ナイペルクは微笑んだ。無理をしているように、ディートリヒシュタインの目には映った。

「ナイペルク……」


なおも心配する友の言葉を、隻眼の将軍は遮った。

「あの子は、いい子だな。あの子は、本当に、いい子だ」

「ああ。私は、彼が、大好きだ」

「直接、本人に言えばいいのに」


「言えるものか!」

憤慨して、ディートリヒシュタインは叫んだ。

「そんなことをしたら、彼はますます、つけあがる。増長したプリンスの、扱いづらさといったら……!」


「君は、憎まれ役に徹するわけか。辛い役回りだな」

「そうなんだ。この頃、フォレスチ先生は、プリンスにすっかり籠絡されていて、使い物にならん。もっぱら、私と、新任のオベナウス先生が、嫌われ役だ」

「皇帝も、きっとご理解下さるさ」

そう言って、なぜかナイペルクはため息をついた。


 微かな音がして、部屋のドアが開いた。

「あら、ディートリヒシュタイン伯爵。おいでになってたのね」

マリー・ルイーゼが帰ってきた。


 疲れ切った表情だった。

 皇帝や皇妃と話していて、何を疲れることがあったのだろうと、ディートリヒシュタインは訝しく思った。


「すぐ、お暇致します」

「そうね。明日は朝、早く、パルマへ向けて出発しますから……」

マリー・ルイーゼは、ちらりとナイペルクを見た。

 疲れ切っている表情だったが、どこか、重荷を下ろしたような安堵も、感じられた。


 父君と別れるのが、お辛いのだろう、と、お人好しの家庭教師ディートリヒシュタインは判断した。


 マリー・ルイーゼは、子どもの頃から、度を越して、父の皇帝が、大好きだった。

 案外、プリンスの母親への愛着は、遺伝かもしれないと、ディートリヒシュタインは思った。

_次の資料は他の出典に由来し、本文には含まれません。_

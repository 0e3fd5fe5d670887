//! Core amortization engine: turns loan terms into an installment schedule

use std::env;

use log::{debug, warn};

use super::irr::effective_annual_rate;
use super::records::{AmortizationSchedule, PaymentRecord};
use super::state::ScheduleState;
use crate::error::Result;
use crate::insurance::InsuranceCharger;
use crate::loan::{AmortizationMethod, LoanTerms};

/// Configuration for schedule generation
#[derive(Debug, Clone)]
pub struct ScheduleConfig {
    /// Balances below this amount are treated as fully repaid
    pub balance_tolerance: f64,

    /// Whether to solve for the effective annual cost of each schedule
    pub effective_rate: bool,
}

impl Default for ScheduleConfig {
    fn default() -> Self {
        Self {
            balance_tolerance: 1e-6,
            effective_rate: true,
        }
    }
}

impl ScheduleConfig {
    /// Defaults overridden by `AMORTIZATION_BALANCE_TOLERANCE` and
    /// `AMORTIZATION_EFFECTIVE_RATE` (0/1/true/false) when set
    pub fn from_env() -> Self {
        Self::from_lookup(|key| env::var(key).ok())
    }

    /// Unparseable or out-of-range values keep the default
    fn from_lookup(lookup: impl Fn(&str) -> Option<String>) -> Self {
        let defaults = Self::default();

        let balance_tolerance = lookup("AMORTIZATION_BALANCE_TOLERANCE")
            .and_then(|s| s.trim().parse::<f64>().ok())
            .filter(|t| t.is_finite() && *t >= 0.0)
            .unwrap_or(defaults.balance_tolerance);

        let effective_rate = lookup("AMORTIZATION_EFFECTIVE_RATE")
            .and_then(|s| match s.trim().to_ascii_lowercase().as_str() {
                "1" | "true" | "yes" => Some(true),
                "0" | "false" | "no" => Some(false),
                _ => None,
            })
            .unwrap_or(defaults.effective_rate);

        Self {
            balance_tolerance,
            effective_rate,
        }
    }
}

/// Level installment that retires `principal` over `n` periods at rate `r`.
/// Degenerates to straight division when the rate is zero or too small to
/// register in `(1 + r)^n`.
pub fn level_payment(principal: f64, rate: f64, n: u32) -> f64 {
    if n == 0 {
        return principal;
    }
    let straight = principal / n as f64;
    if rate <= 0.0 {
        return straight;
    }
    // (1 + r)^n - 1 without cancellation for tiny r
    let accrued = (n as f64 * rate.ln_1p()).exp_m1();
    if !(accrued > 0.0) || !accrued.is_finite() {
        return straight;
    }
    principal * rate * (1.0 + accrued) / accrued
}

/// Main amortization engine
#[derive(Debug, Clone, Default)]
pub struct AmortizationEngine {
    config: ScheduleConfig,
}

impl AmortizationEngine {
    pub fn new(config: ScheduleConfig) -> Self {
        Self { config }
    }

    pub fn config(&self) -> &ScheduleConfig {
        &self.config
    }

    /// Build the full schedule for a loan, rejecting invalid terms up front
    pub fn build_schedule(&self, terms: &LoanTerms) -> Result<AmortizationSchedule> {
        terms.validate()?;

        let mut schedule = match terms.periods_per_year() {
            Some(ppy) => self.amortize(terms, ppy)?,
            None => self.bullet(terms)?,
        };

        if self.config.effective_rate {
            schedule.effective_annual_rate =
                effective_annual_rate(&schedule, terms.annualization_factor());
        }

        debug!(
            "loan {}: {} {} installments at {:.6} per period, installment {:.2}",
            terms.loan_id,
            schedule.payment_count,
            terms.frequency,
            schedule.periodic_rate,
            schedule.installment,
        );

        Ok(schedule)
    }

    /// Single payment of principal plus simple interest at the end of the term
    fn bullet(&self, terms: &LoanTerms) -> Result<AmortizationSchedule> {
        if terms.insurance.is_some() {
            warn!(
                "loan {}: insurance is not charged on an at-maturity loan",
                terms.loan_id
            );
        }

        let mut schedule = AmortizationSchedule::new(
            terms.loan_id,
            terms.frequency,
            terms.method,
            terms.principal,
        );
        schedule.payment_count = 1;
        schedule.periodic_rate = terms.periodic_rate();

        let interest = terms.principal * schedule.periodic_rate;

        let mut record = PaymentRecord::new(1);
        record.due_date = terms.due_date(1)?;
        record.opening_balance = terms.principal;
        record.interest = interest;
        record.principal = terms.principal;
        record.payment = interest + terms.principal;
        record.balance = 0.0;

        schedule.installment = record.payment;
        schedule.add_record(record);
        Ok(schedule)
    }

    /// Period-by-period amortization for periodic frequencies
    fn amortize(&self, terms: &LoanTerms, periods_per_year: u32) -> Result<AmortizationSchedule> {
        let n = terms.payment_count();
        let rate = terms.periodic_rate();

        let installment = match terms.method {
            AmortizationMethod::LevelPayment => level_payment(terms.principal, rate, n),
            AmortizationMethod::DecliningBalance => terms.principal / n as f64,
        };

        let mut schedule = AmortizationSchedule::new(
            terms.loan_id,
            terms.frequency,
            terms.method,
            terms.principal,
        );
        schedule.payment_count = n;
        schedule.periodic_rate = rate;
        schedule.installment = installment;
        schedule.records.reserve(n as usize);

        let mut charger = terms.insurance.as_ref().map(|insurance| {
            let reference = scheduled_balance_after(
                terms.method,
                terms.principal,
                rate,
                installment,
                periods_per_year.min(n),
            );
            InsuranceCharger::new(insurance, periods_per_year, n, terms.principal, reference)
        });

        let mut state = ScheduleState::at_disbursement(terms.principal);

        for _ in 1..=n {
            state.advance_period();

            let mut record = self.calculate_period(terms.method, rate, installment, n, &mut state);
            record.due_date = terms.due_date(state.period)?;

            if let Some(charger) = charger.as_mut() {
                record.insurance = charger.charge(state.period, record.opening_balance);
                record.payment += record.insurance;
            }

            schedule.add_record(record);
        }

        Ok(schedule)
    }

    /// Interest and principal for the current installment
    fn calculate_period(
        &self,
        method: AmortizationMethod,
        rate: f64,
        installment: f64,
        payment_count: u32,
        state: &mut ScheduleState,
    ) -> PaymentRecord {
        let mut record = PaymentRecord::new(state.period);
        record.opening_balance = state.opening_balance;
        record.interest = state.opening_balance * rate;

        let scheduled_principal = match method {
            AmortizationMethod::LevelPayment => installment - record.interest,
            AmortizationMethod::DecliningBalance => installment,
        };

        // The last installment retires whatever rounding has left behind
        let principal = if state.period == payment_count {
            state.opening_balance
        } else {
            scheduled_principal
        };

        record.principal = state.repay(principal, self.config.balance_tolerance);
        record.balance = state.closing_balance;
        record.payment = record.interest + record.principal;
        record
    }
}

/// Scheduled balance after the first `periods` installments, before insurance
fn scheduled_balance_after(
    method: AmortizationMethod,
    principal: f64,
    rate: f64,
    installment: f64,
    periods: u32,
) -> f64 {
    let mut balance = principal;
    for _ in 0..periods {
        let repaid = match method {
            AmortizationMethod::LevelPayment => installment - balance * rate,
            AmortizationMethod::DecliningBalance => installment,
        };
        balance = (balance - repaid).max(0.0);
    }
    balance
}

/// Build a schedule with the default configuration
pub fn build_schedule(terms: &LoanTerms) -> Result<AmortizationSchedule> {
    AmortizationEngine::default().build_schedule(terms)
}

母方の血に加えて、マザコンで有名なイタリア男(ナポレオンは、コルシカ島出身)の血も、影響しているのだろう。







 その年(1828年)の9月。

 フランソワは、白い制服の胸に、三ツ星をつけて、演習に参加した。その腰には、刃の反り返った剣を佩している。

 奇しくも三ツ星は、ナポレオンがコルシカ島を離れた時の、階級だった。


 この後も、彼は、父の形見の剣を帯びて、軍事演習や式典に参加した。